Mrs. Carter had not been at all anxious. Ever since Will’s reclamation of the new marsh she had had an implicit faith in his ability and judgment. She had imagined that he was spending the day with Reube. She rather lost her dignified self-control over Will’s story of the adventure in the cave, and she was filled with girlish excitement over the finding of the old blue jar.
“Of course, dearest boy,” said Mrs. Carter, “you did quite right to want Reuben to take all the treasure, since he alone found it. But where would he have been but for you? Reuben is a fine boy, if his grandfather didn’t amount to much. He takes after his mother’s family the most. I’m glad he made you take a share of these lovely old coins.”
“We’ll be able to have some sort of a jolly lark on the strength of it when Ted comes home,” said Will.
“We might take a run to Boston!” suggested his mother. “I want you boys to see the city; I want to see it myself. And I might—Mrs. Dare, you know, might want a friend near her if the operation proves at all serious, which I hope it won’t.”

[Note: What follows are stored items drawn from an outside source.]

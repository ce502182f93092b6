//! Terminal output formatting for the pxedit CLI.
//!
//! Provides Cargo-style status output with right-aligned coloured verbs.
//! All status output goes to stderr; stdout is reserved for machine-readable output.

use std::io::{self, IsTerminal, Write};

use crate::types::Colour;

/// ANSI escape codes.
const RESET: &str = "\x1b[0m";
const BOLD: &str = "\x1b[1m";
const DIM: &str = "\x1b[2m";
const GREEN: &str = "\x1b[32m";
const YELLOW: &str = "\x1b[33m";
const CYAN: &str = "\x1b[36m";

/// Width for right-aligned verb column.
const VERB_WIDTH: usize = 12;

/// Terminal-aware status printer.
///
/// Prints Cargo-style status lines to stderr with optional ANSI colours.
/// Colour is enabled when stderr is a terminal.
pub struct Printer {
    color: bool,
}

impl Default for Printer {
    fn default() -> Self {
        Self::new()
    }
}

impl Printer {
    pub fn new() -> Self {
        Self {
            color: io::stderr().is_terminal(),
        }
    }

    /// Print a status line with a green bold verb.
    /// e.g. "   Exporting hero frame 2 (16x16)"
    pub fn status(&self, verb: &str, message: &str) {
        self.print_line(GREEN, verb, message);
    }

    /// Print a success/completion line with a green bold verb.
    pub fn success(&self, verb: &str, message: &str) {
        self.print_line(GREEN, verb, message);
    }

    /// Print an informational line with a cyan bold verb.
    pub fn info(&self, verb: &str, message: &str) {
        self.print_line(CYAN, verb, message);
    }

    /// Print a warning line with a yellow bold verb.
    pub fn warning(&self, verb: &str, message: &str) {
        self.print_line(YELLOW, verb, message);
    }

    /// Format a string as dim/grey.
    pub fn dim(&self, text: &str) -> String {
        if self.color {
            format!("{DIM}{text}{RESET}")
        } else {
            text.to_string()
        }
    }

    /// Format a string as bold.
    pub fn bold(&self, text: &str) -> String {
        if self.color {
            format!("{BOLD}{text}{RESET}")
        } else {
            text.to_string()
        }
    }

    /// Format a colour as its hex code, led by a true-colour swatch when colour is on.
    pub fn swatch(&self, colour: Colour) -> String {
        if self.color && !colour.is_transparent() {
            format!(
                "\x1b[38;2;{};{};{}m\u{2588}\u{2588}{RESET} {colour}",
                colour.r, colour.g, colour.b
            )
        } else {
            colour.to_string()
        }
    }

    fn print_line(&self, color: &str, verb: &str, message: &str) {
        let mut stderr = io::stderr().lock();
        if self.color {
            let _ = writeln!(
                stderr,
                "{BOLD}{color}{verb:>VERB_WIDTH$}{RESET} {message}"
            );
        } else {
            let _ = writeln!(stderr, "{verb:>VERB_WIDTH$} {message}");
        }
    }
}

/// Pluralize a count: `plural(1, "layer", "layers")` → "1 layer".
pub fn plural(n: usize, singular: &str, pluralized: &str) -> String {
    if n == 1 {
        format!("{} {}", n, singular)
    } else {
        format!("{} {}", n, pluralized)
    }
}

/// Return a relative display path when possible, absolute otherwise.
pub fn display_path(path: &std::path::Path) -> String {
    if let Ok(cwd) = std::env::current_dir() {
        if let Ok(relative) = path.strip_prefix(&cwd) {
            let s = relative.display().to_string();
            if s.is_empty() {
                return ".".to_string();
            }
            return s;
        }
    }
    path.display().to_string()
}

“You dear, that’s just like your thoughtfulness!” cried Will, jumping up and kissing her. And so it was agreed upon, subject, in a measure, to Ted’s assent.
CHAPTER VII.
Mart Gandy Hacks the Shad Net.
DURING the next forenoon the Dido and the pinkie were sailed up to their old berths in the creek. That night all the boats went out except the Dido, fading like ghosts into the misty, half-moonlit dusk. Reube was very indignant at the thought that Gandy might attack his shad net, and vowed, if he caught him at it, to clap him in jail. Mrs. Dare had made the boys take a pair of heavy blankets with them, and, stretched on these, they lay along the seat in the Dido’s stern, just under the shelter of the gunwale. The reel, with its dark burden of net, rose a few feet away, and stood out black but vague against the paler sky. Close at hand lay the wharf, like a crouching antediluvian monster, with its fore paws plunged into the tide.
From where they lay our watchers commanded a view of the surrounding levels by merely lifting their heads. In low but eager tones they discussed the Boston trip planned for the coming autumn, and Reube squeezed his comrade’s hand gratefully when he heard what company he and his mother would have.